By Cayleigh, May 1, 2018

I realize that I am posting this on a fashion blog. And I promise that I will post what I am wearing below. But, this is more therapeutic for me. I know you have all seen my writing about my anxiety and depression, which has all been very hard things to do. The second hardest thing in fact.

I became widowed at the tendered age of 26 years old. No, I wasn’t married to an old man. He was 28 years old when he passed away, on April 30, 2010. Diagnosis: Sarcoma. It’s a rare form of cancer. Rarer in adults, and being who my husband was, it was in his head, which only happens in 10% of cases.
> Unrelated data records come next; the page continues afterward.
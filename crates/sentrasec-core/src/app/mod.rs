//! App - the simulator proper.
//!
//! Combines the ports into the operations the console exposes.
//!
//! # Components
//! - **TaskRegistry**: live operations keyed by target, driven by a `Clock`
//! - **ExploitChain**: runs operations strictly one after another
//! - **CredentialVault / SessionLog**: persisted mock collections
//! - **EvidenceLocker / PolicyBook / IntegrationHub**: the same, for the
//!   evidence and settings views
//! - **SimulatorConfig**: layered settings (defaults, TOML file, environment)

pub mod chain;
mod collection;
pub mod config;
pub mod evidence;
pub mod registry;
pub mod settings;
pub mod status;
pub mod vault;

pub use self::chain::{ChainHandle, ChainLink, ChainStatus, ExploitChain};
pub use self::config::{ConfigError, KindPreset, Presets, SimulatorConfig};
pub use self::evidence::{EvidenceLocker, demo_evidence};
pub use self::registry::{
    Listener, RegistryBuilder, Subscription, TaskHandle, TaskRegistry, WeakRegistry,
};
pub use self::settings::{IntegrationHub, PolicyBook, demo_integrations, demo_policies};
pub use self::status::RegistryCounts;
pub use self::vault::{CredentialVault, SessionLog, crack_on_complete, demo_credentials};
//! NotificationSink port - toast-style status messages for the operator.

use serde::{Deserialize, Serialize};
use std::fmt;

use crate::domain::NotifyError;

#[derive(Debug, Clone, Copy, PartialEq, Eq, Serialize, Deserialize)]
#[serde(rename_all = "lowercase")]
pub enum NotifyLevel {
    Info,
    Success,
    Warning,
    Error,
}

impl fmt::Display for NotifyLevel {
    fn fmt(&self, f: &mut fmt::Formatter<'_>) -> fmt::Result {
        f.write_str(match self {
            NotifyLevel::Info => "info",
            NotifyLevel::Success => "success",
            NotifyLevel::Warning => "warning",
            NotifyLevel::Error => "error",
        })
    }
}

/// Delivers human-readable status text.
///
/// Delivery is best effort: callers log an `Err` and carry on, so a broken
/// sink can never change task state.
pub trait NotificationSink: Send + Sync {
    fn notify(&self, message: &str, level: NotifyLevel) -> Result<(), NotifyError>;
}

impl<N: NotificationSink + ?Sized> NotificationSink for std::sync::Arc<N> {
    fn notify(&self, message: &str, level: NotifyLevel) -> Result<(), NotifyError> {
        (**self).notify(message, level)
    }
}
It is single handedly the hardest thing I’ve ever had to do in my life. Watching him waste away from the man I married into a skeleton…I don’t know that there are words to describe. He was 300ish pounds when he was diagnosed in March of 2009. By April of 2010 he wasted away to 120 pounds.

Before we brought him home from the hospital to hospice, him and I had the absolute hardest conversation I’ve ever had in my life. I told him he’d make a great dad. He told me I will make a great mom, andI I said that I don’t think that I could ever get married again. And he looked at me straight face and said, “Cay (ok, he used my real name) if you want to be with someone, be with someone. If you want to be alone, be alone. But the point is, I just want you to be happy.” I’m trying sweetheart, I really am.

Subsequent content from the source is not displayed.